Our “DocuSign UP Career” blog series places the spotlight on employees who tell us about their first job (how they landed it, why they chose it) and key moments in their career that lead to greater learning or career momentum. At DocuSign, we believe in the next generation of leaders and want to help them get on the right career trajectory. That’s why we started DocuSign UP (University Program). This week we sat down with Helen in Sales based in London to learn more about her career.
What do you do at DocuSign?
My role is to drive DocuSign’s growth in Northern Europe. I’ve hired and grown the team, I do a lot of customer work with existing customers and help them adopt DocuSign and be strategic as they can.
What was your first job after school?
I was an electrical engineer for three years and worked in the steel industry. I spent a lot of time in South Wales and South Africa. That was interesting being a young female in a male-dominated environment, very character building. I developed a lot of coping strategies.
Why did you choose that job?
I’m a very curious person and I love understanding how things work. It was not an intuitive career choice for a 17-year-old girl. I was a minority and a novelty onsite.
How did you get that job?
I had to do my own research on how to pursue an engineering career. I found an organization called Wise (Women in Science and Engineering) and they helped me understand what a career in STEM would look like. I applied for a sandwich course (school and onsite experience) with two companies. It was like an apprenticeship; you worked four days and went to school one day.
What did you learn from that job?
I learned what it means to work and have deadlines. What it really taught me is how to be a female in an almost exclusively male-dominated world. Working at a steel mill at such an early age taught me how to handle myself and be confident. My first year I spent time in different areas of the company and this set me up well for what I do now.
Tell us about a pivotal moment in your career that helped propel you to another level.
The most pivotal moment was deciding I wanted to join sales. At the time, I managed a team of 20 people. I knew I wanted to become a managing director but needed more experience selling. I decided to become an account executive. My manager at the time thought I was crazy, but I wanted to sell and knew I’d be good at it. I quickly became a director and within six years, I became a managing director leading a team of 300.
Did you have any important mentors in your life?
Yes, I have a couple of mentors, one in particular I’ve known for 18 years. He’s someone I use constantly as a sounding board. The most important thing he taught me is to speak slower and say less. You can be more executive and have more impact if you speak slower. It takes planning but it’s very powerful.
How would you describe your career and the choices you’ve made?

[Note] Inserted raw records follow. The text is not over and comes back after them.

use serde::Deserialize;

use crate::types::{CommentId, ForgeError, PrScope, ReviewThread, ThreadId};

/// Builds the paginated review-thread listing query.
///
/// Comment ids are requested as `fullDatabaseId` so thread membership joins
/// against the numeric ids the REST comment endpoints use.
pub fn review_threads_query(scope: &PrScope, cursor: Option<&str>) -> serde_json::Value {
    serde_json::json!({
        "query": r#"
            query($owner: String!, $name: String!, $number: Int!, $after: String) {
                repository(owner: $owner, name: $name) {
                    pullRequest(number: $number) {
                        reviewThreads(first: 100, after: $after) {
                            nodes {
                                id
                                isResolved
                                path
                                line
                                comments(first: 100) {
                                    nodes {
                                        fullDatabaseId
                                    }
                                }
                            }
                            pageInfo {
                                hasNextPage
                                endCursor
                            }
                        }
                    }
                }
            }
        "#,
        "variables": {
            "owner": scope.repo.owner(),
            "name": scope.repo.name(),
            "number": scope.number,
            "after": cursor,
        }
    })
}

pub fn resolve_thread_mutation(thread: &ThreadId) -> serde_json::Value {
    serde_json::json!({
        "query": r#"
            mutation($threadId: ID!) {
                resolveReviewThread(input: {threadId: $threadId}) {
                    thread {
                        isResolved
                    }
                }
            }
        "#,
        "variables": { "threadId": thread.as_str() }
    })
}

pub fn unresolve_thread_mutation(thread: &ThreadId) -> serde_json::Value {
    serde_json::json!({
        "query": r#"
            mutation($threadId: ID!) {
                unresolveReviewThread(input: {threadId: $threadId}) {
                    thread {
                        isResolved
                    }
                }
            }
        "#,
        "variables": { "threadId": thread.as_str() }
    })
}

#[derive(Debug, Deserialize)]
pub struct GraphQLErrorMessage {
    pub message: String,
}

pub fn join_graphql_errors(errors: Vec<GraphQLErrorMessage>) -> String {
    errors
        .into_iter()
        .map(|e| e.message)
        .collect::<Vec<_>>()
        .join("; ")
}

#[derive(Debug, Deserialize)]
pub struct ThreadsResponse {
    pub data: Option<ThreadsData>,
    pub errors: Option<Vec<GraphQLErrorMessage>>,
}

#[derive(Debug, Deserialize)]
pub struct ThreadsData {
    pub repository: Option<RepositoryNode>,
}

#[derive(Debug, Deserialize)]
#[serde(rename_all = "camelCase")]
pub struct RepositoryNode {
    pub pull_request: Option<PullRequestNode>,
}

#[derive(Debug, Deserialize)]
#[serde(rename_all = "camelCase")]
pub struct PullRequestNode {
    pub review_threads: ThreadConnection,
}

#[derive(Debug, Deserialize)]
#[serde(rename_all = "camelCase")]
pub struct ThreadConnection {
    pub nodes: Vec<ThreadNode>,
    pub page_info: PageInfo,
}

#[derive(Debug, Deserialize)]
#[serde(rename_all = "camelCase")]
pub struct PageInfo {
    pub has_next_page: bool,
    pub end_cursor: Option<String>,
}

#[derive(Debug, Deserialize)]
#[serde(rename_all = "camelCase")]
pub struct ThreadNode {
    pub id: String,
    pub is_resolved: bool,
    pub path: Option<String>,
    pub line: Option<u64>,
    pub comments: ThreadCommentConnection,
}

#[derive(Debug, Deserialize)]
pub struct ThreadCommentConnection {
    pub nodes: Vec<ThreadCommentNode>,
}

#[derive(Debug, Deserialize)]
#[serde(rename_all = "camelCase")]
pub struct ThreadCommentNode {
    pub full_database_id: Option<String>,
}

/// Converts a GraphQL thread node into the domain model.
pub fn convert_thread_node(node: ThreadNode) -> Result<ReviewThread, ForgeError> {
    let mut comment_ids = Vec::with_capacity(node.comments.nodes.len());
    for comment in node.comments.nodes {
        // Minimised or otherwise id-less comments cannot be joined against
        // REST ids; they are not candidates for mutation either.
        let Some(raw) = comment.full_database_id else {
            continue;
        };
        let id = raw.parse::<CommentId>().map_err(|err| {
            ForgeError::InvalidResponse(format!(
                "comment id '{raw}' in thread {}: {err}",
                node.id
            ))
        })?;
        comment_ids.push(id);
    }

    Ok(ReviewThread {
        id: ThreadId::new(node.id),
        is_resolved: node.is_resolved,
        path: node.path,
        line: node.line,
        comment_ids,
    })
}

#[derive(Debug, Deserialize)]
pub struct ResolveResponse {
    pub data: Option<ResolveData>,
    pub errors: Option<Vec<GraphQLErrorMessage>>,
}

#[derive(Debug, Deserialize)]
pub struct ResolveData {
    #[serde(rename = "resolveReviewThread")]
    pub resolve: Option<MutationPayload>,
    #[serde(rename = "unresolveReviewThread")]
    pub unresolve: Option<MutationPayload>,
}

impl ResolveData {
    /// Whichever mutation payload the response carried.
    pub fn into_payload(self) -> Option<MutationPayload> {
        self.resolve.or(self.unresolve)
    }
}

#[derive(Debug, Deserialize)]
pub struct MutationPayload {
    pub thread: Option<MutationThread>,
}

#[derive(Debug, Deserialize)]
#[serde(rename_all = "camelCase")]
pub struct MutationThread {
    pub is_resolved: bool,
}
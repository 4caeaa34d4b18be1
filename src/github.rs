use std::process::Command;

use anyhow::{Context, Result};
use async_trait::async_trait;
use chrono::{DateTime, Utc};
use octocrab::Octocrab;
use serde::{Deserialize, Serialize};
use tracing::debug;
use url::Url;

use crate::{
    forge::Forge,
    graphql::{
        ResolveResponse, ThreadsResponse, convert_thread_node, join_graphql_errors,
        resolve_thread_mutation, review_threads_query, unresolve_thread_mutation,
    },
    types::{CommentId, ForgeError, PrScope, Repo, ReviewComment, ReviewThread, ThreadId},
};

const PER_PAGE: u8 = 100;

/// Obtains a GitHub token from the environment, falling back to the gh CLI.
pub fn github_token() -> Result<String> {
    for var in ["GITHUB_TOKEN", "GH_TOKEN"] {
        if let Ok(token) = std::env::var(var) {
            if !token.trim().is_empty() {
                return Ok(token);
            }
        }
    }

    let output = Command::new("gh")
        .args(["auth", "token"])
        .output()
        .context("failed to run 'gh auth token'")?;

    if !output.status.success() {
        anyhow::bail!("not authenticated: set GITHUB_TOKEN or run 'gh auth login' first");
    }

    let token = String::from_utf8(output.stdout)?.trim().to_string();
    if token.is_empty() {
        anyhow::bail!("empty token returned by the gh CLI");
    }

    Ok(token)
}

/// Parses a pull request URL into a scope.
pub fn parse_pr_url(url_str: &str) -> Result<PrScope> {
    let url = Url::parse(url_str).with_context(|| format!("failed to parse URL: '{url_str}'"))?;

    if url.host_str() != Some("github.com") {
        anyhow::bail!("expected a github.com pull request URL, got: '{url_str}'");
    }

    let segments: Vec<&str> = url
        .path_segments()
        .context("cannot parse URL path")?
        .collect();

    // Expected path structure: ["owner", "repo", "pull", "123"]
    if segments.len() != 4 || segments[2] != "pull" {
        anyhow::bail!("expected https://github.com/owner/repo/pull/123, got: '{url_str}'");
    }

    let repo = Repo::new(segments[0], segments[1])?;
    let number: u64 = segments[3]
        .parse()
        .with_context(|| format!("invalid PR number in URL: '{url_str}'"))?;

    Ok(PrScope::new(repo, number))
}

/// GitHub-backed implementation of [`Forge`].
///
/// Comment reads, fetches, and replies go through the REST API; thread
/// listing and resolution go through GraphQL, since only GraphQL exposes
/// review threads and their resolved state.
pub struct GitHubForge {
    octocrab: Octocrab,
}

impl GitHubForge {
    pub fn new(octocrab: Octocrab) -> Self {
        Self { octocrab }
    }

    /// Creates a forge authenticated from the environment or the gh CLI.
    pub fn from_environment() -> Result<Self> {
        let token = github_token().context("failed to obtain a GitHub token")?;
        let octocrab = Octocrab::builder()
            .personal_token(token)
            .build()
            .context("failed to create GitHub client")?;
        Ok(Self::new(octocrab))
    }
}

fn map_octocrab_error(err: octocrab::Error) -> ForgeError {
    match err {
        octocrab::Error::GitHub { source, .. } => {
            if source.status_code.as_u16() == 404 {
                ForgeError::NotFound(source.message.clone())
            } else {
                ForgeError::RemoteUnavailable(source.to_string())
            }
        }
        octocrab::Error::Serde { source, .. } => ForgeError::InvalidResponse(source.to_string()),
        octocrab::Error::Json { source, .. } => ForgeError::InvalidResponse(source.to_string()),
        other => ForgeError::RemoteUnavailable(other.to_string()),
    }
}

#[derive(Debug, Deserialize)]
struct RestReviewComment {
    id: u64,
    body: String,
    user: Option<RestUser>,
    path: Option<String>,
    line: Option<u64>,
    in_reply_to_id: Option<u64>,
    created_at: DateTime<Utc>,
}

#[derive(Debug, Deserialize)]
struct RestUser {
    login: String,
}

impl TryFrom<RestReviewComment> for ReviewComment {
    type Error = ForgeError;

    fn try_from(raw: RestReviewComment) -> Result<Self, ForgeError> {
        let id = CommentId::new(raw.id)
            .map_err(|err| ForgeError::InvalidResponse(format!("comment id {}: {err}", raw.id)))?;
        let in_reply_to = raw
            .in_reply_to_id
            .map(|parent| {
                CommentId::new(parent).map_err(|err| {
                    ForgeError::InvalidResponse(format!("reply parent id {parent}: {err}"))
                })
            })
            .transpose()?;

        Ok(ReviewComment {
            id,
            author: raw
                .user
                .map(|user| user.login)
                .unwrap_or_else(|| "ghost".to_string()),
            body: raw.body,
            path: raw.path,
            line: raw.line,
            in_reply_to,
            created_at: raw.created_at,
        })
    }
}

#[derive(Serialize)]
struct PageParams {
    per_page: u8,
    page: u32,
}

#[derive(Serialize)]
struct ReplyBody<'a> {
    body: &'a str,
}

fn check_graphql_errors(
    errors: Option<Vec<crate::graphql::GraphQLErrorMessage>>,
) -> Result<(), ForgeError> {
    match errors {
        Some(errors) if !errors.is_empty() => Err(ForgeError::RemoteUnavailable(format!(
            "GraphQL errors: {}",
            join_graphql_errors(errors)
        ))),
        _ => Ok(()),
    }
}

fn read_back_resolved(response: ResolveResponse, thread: &ThreadId) -> Result<bool, ForgeError> {
    check_graphql_errors(response.errors)?;
    response
        .data
        .and_then(|data| data.into_payload())
        .and_then(|payload| payload.thread)
        .map(|t| t.is_resolved)
        .ok_or_else(|| {
            ForgeError::InvalidResponse(format!(
                "mutation response for thread {thread} carried no thread state"
            ))
        })
}

#[async_trait]
impl Forge for GitHubForge {
    async fn list_review_comments(
        &self,
        scope: &PrScope,
    ) -> Result<Vec<ReviewComment>, ForgeError> {
        let route = format!(
            "/repos/{}/{}/pulls/{}/comments",
            scope.repo.owner(),
            scope.repo.name(),
            scope.number
        );

        let mut comments = Vec::new();
        let mut page = 1u32;
        loop {
            let batch: Vec<RestReviewComment> = self
                .octocrab
                .get(
                    &route,
                    Some(&PageParams {
                        per_page: PER_PAGE,
                        page,
                    }),
                )
                .await
                .map_err(map_octocrab_error)?;

            let fetched = batch.len();
            for raw in batch {
                comments.push(raw.try_into()?);
            }

            if fetched < usize::from(PER_PAGE) {
                break;
            }
            page += 1;
        }

        debug!(%scope, count = comments.len(), "fetched review comments");
        Ok(comments)
    }

    async fn get_review_comment(
        &self,
        repo: &Repo,
        id: CommentId,
    ) -> Result<Option<ReviewComment>, ForgeError> {
        let route = format!(
            "/repos/{}/{}/pulls/comments/{}",
            repo.owner(),
            repo.name(),
            id
        );

        match self
            .octocrab
            .get::<RestReviewComment, _, ()>(&route, None)
            .await
        {
            Ok(raw) => Ok(Some(raw.try_into()?)),
            Err(err) => match map_octocrab_error(err) {
                ForgeError::NotFound(_) => Ok(None),
                other => Err(other),
            },
        }
    }

    async fn create_reply(
        &self,
        scope: &PrScope,
        parent: CommentId,
        body: &str,
    ) -> Result<ReviewComment, ForgeError> {
        let route = format!(
            "/repos/{}/{}/pulls/{}/comments/{}/replies",
            scope.repo.owner(),
            scope.repo.name(),
            scope.number,
            parent
        );

        let raw: RestReviewComment = self
            .octocrab
            .post(&route, Some(&ReplyBody { body }))
            .await
            .map_err(map_octocrab_error)?;

        debug!(%parent, reply = raw.id, "posted reply");
        raw.try_into()
    }

    async fn list_review_threads(
        &self,
        scope: &PrScope,
    ) -> Result<Vec<ReviewThread>, ForgeError> {
        let mut threads = Vec::new();
        let mut cursor: Option<String> = None;

        loop {
            let query = review_threads_query(scope, cursor.as_deref());
            let response: ThreadsResponse = self
                .octocrab
                .graphql(&query)
                .await
                .map_err(map_octocrab_error)?;

            check_graphql_errors(response.errors)?;

            let connection = response
                .data
                .and_then(|data| data.repository)
                .ok_or_else(|| ForgeError::NotFound(format!("repository {}", scope.repo)))?
                .pull_request
                .ok_or_else(|| ForgeError::NotFound(format!("pull request {scope}")))?
                .review_threads;

            for node in connection.nodes {
                threads.push(convert_thread_node(node)?);
            }

            if !connection.page_info.has_next_page {
                break;
            }
            cursor = connection.page_info.end_cursor;
            if cursor.is_none() {
                break;
            }
        }

        debug!(%scope, count = threads.len(), "fetched review threads");
        Ok(threads)
    }

    async fn resolve_thread(&self, thread: &ThreadId) -> Result<bool, ForgeError> {
        let mutation = resolve_thread_mutation(thread);
        let response: ResolveResponse = self
            .octocrab
            .graphql(&mutation)
            .await
            .map_err(map_octocrab_error)?;
        read_back_resolved(response, thread)
    }

    async fn unresolve_thread(&self, thread: &ThreadId) -> Result<bool, ForgeError> {
        let mutation = unresolve_thread_mutation(thread);
        let response: ResolveResponse = self
            .octocrab
            .graphql(&mutation)
            .await
            .map_err(map_octocrab_error)?;
        read_back_resolved(response, thread)
    }
}
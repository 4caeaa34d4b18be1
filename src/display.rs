use chrono::{DateTime, Utc};
use chrono_humanize::HumanTime;

use crate::types::{BatchResult, BatchStatus, OutcomeKind, ReviewComment};

pub fn format_relative_time(created_at: DateTime<Utc>) -> String {
    HumanTime::from(created_at).to_string()
}

/// First line of a comment body, truncated to `max` characters.
fn first_line(body: &str, max: usize) -> String {
    let line = body.lines().next().unwrap_or_default();
    if line.chars().count() <= max {
        return line.to_string();
    }
    let truncated: String = line.chars().take(max.saturating_sub(3)).collect();
    format!("{truncated}...")
}

/// One listing line per comment: id, author, location, age, thread state.
pub fn render_comment_line(comment: &ReviewComment, resolved: Option<bool>) -> String {
    let state = match resolved {
        Some(true) => " [resolved]",
        Some(false) => " [unresolved]",
        None => "",
    };
    format!(
        "#{} {} {} ({}){}\n    {}",
        comment.id,
        comment.author,
        comment.location(),
        format_relative_time(comment.created_at),
        state,
        first_line(&comment.body, 100),
    )
}

/// Renders the batch outcome so a reader can tell apart "nothing was done",
/// "something was done but incompletely", and "everything intended
/// completed".
pub fn render_batch_summary(result: &BatchResult) -> String {
    const LABELS: [OutcomeKind; 7] = [
        OutcomeKind::Replied,
        OutcomeKind::Resolved,
        OutcomeKind::AlreadyResolved,
        OutcomeKind::ReplyFailed,
        OutcomeKind::ResolveFailed,
        OutcomeKind::SkippedInvalidId,
        OutcomeKind::SkippedNotFound,
    ];

    let mut out = String::new();

    let counts: Vec<String> = LABELS
        .iter()
        .filter(|kind| result.count(**kind) > 0)
        .map(|kind| format!("{} {}", result.count(*kind), kind.as_str()))
        .collect();

    if counts.is_empty() {
        out.push_str("no comments were processed\n");
    } else {
        out.push_str(&counts.join(", "));
        out.push('\n');
    }

    if !result.mutated_anything() {
        out.push_str("nothing was changed on the remote\n");
    }

    match &result.status {
        BatchStatus::Completed => {}
        BatchStatus::Cancelled => {
            out.push_str("cancelled before all comments were processed\n");
        }
        BatchStatus::AbortedOnMismatch { raw_id } => {
            out.push_str(&format!(
                "aborted: comment {raw_id} no longer contains the search text; remaining comments were not touched\n"
            ));
        }
    }

    out
}
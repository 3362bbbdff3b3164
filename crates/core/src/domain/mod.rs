pub mod catalog;
pub mod snapshot;
use crate::domain::catalog::EXCHANGE;
use crate::render::{direction_arrow, rupees};
use crate::view::state::Analysis;
use comfy_table::presets::UTF8_FULL;
use comfy_table::{Cell, CellAlignment, Table};

/// Terminal report of one analysis: the best pick followed by a table of every pick.
pub fn render_report(analysis: &Analysis) -> String {
    let Some(best) = analysis.best_pick() else {
        return format!(
            "Analysis {} found no stocks under the price ceiling.\n",
            analysis.run_id
        );
    };

    let mut out = format!(
        "Best Pick: {} ({} • {EXCHANGE}) {} {} {:.2}%  Score: {}/10\n",
        best.name,
        best.symbol,
        rupees(best.price),
        direction_arrow(best.is_gaining()),
        best.change_percent,
        best.score,
    );

    let mut table = Table::new();
    table
        .load_preset(UTF8_FULL)
        .set_header(vec![
            "#", "Symbol", "Name", "Price", "Change", "RSI", "MACD", "Score",
        ]);

    for (i, stock) in analysis.picks.iter().enumerate() {
        table.add_row(vec![
            Cell::new(i + 1),
            Cell::new(&stock.symbol),
            Cell::new(&stock.name),
            Cell::new(rupees(stock.price)).set_alignment(CellAlignment::Right),
            Cell::new(format!(
                "{} {:.2}%",
                direction_arrow(stock.is_gaining()),
                stock.change_percent
            ))
            .set_alignment(CellAlignment::Right),
            Cell::new(stock.rsi),
            Cell::new(stock.macd),
            Cell::new(format!("{}/10", stock.score)).set_alignment(CellAlignment::Right),
        ]);
    }

    out.push_str(&table.to_string());
    out.push('\n');
    out
}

Either you have the opportunity to do something, or you make it. After university, I left engineering to move into IT. This was pre-internet, so I found books of recruiters and called them up and asked for openings. I did a lot of different things and I learned new things about myself in all of them. I’ve programmed and set controls in steel mills, I’ve grown sales teams, I’ve done implementation of software, I was a professional services consultant, I’ve been part of private equity.
What advice would you give to a college junior or senior breaking into the job market?
Get a job. Once you’re in a job, it’s easier to move. Second, you must be patient but also take risks. Some people start and think they’ll be promoted every six months. That’s not the real world.
Have you taken risks in your career?
My manager asked me if I’d like to set up a sales office in Germany. I was 24 years old and had no idea what I was doing, but someone was willing to take a bet on me. It was a risk but I did it well. I grew by putting myself outside of my comfort zone.
Any specific tips on how to find a job?
Know your network – who the people are and what they do. Pick certain companies you want to work for and approach them. Jobs always become available even if they aren’t posted.
Have you been able to act as a role model to others?
I’d like to say I do my bit both within my company and externally to show that it’s possible to be a working mother, to retain your sense of humor, and get to a high level. I like to think I’m setting a good example for my own daughter.
If you weren’t working in this job, what would you be doing?
Honestly I’d think seriously about politics. It’s the sort of thing that gets me out of bed in the morning — if I will have an impact on something, whether my team, my customers, the larger world.